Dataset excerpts
****

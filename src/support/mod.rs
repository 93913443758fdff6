pub mod errors;
pub mod telemetry;
pub mod time;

****

— Instructions for the task —
Each entry needs to be given again exactly as it stands.

— The completed task —
filename src/support/mod.rs
repository 93913443758fdff6
pub mod errors;
pub mod telemetry;
pub mod time;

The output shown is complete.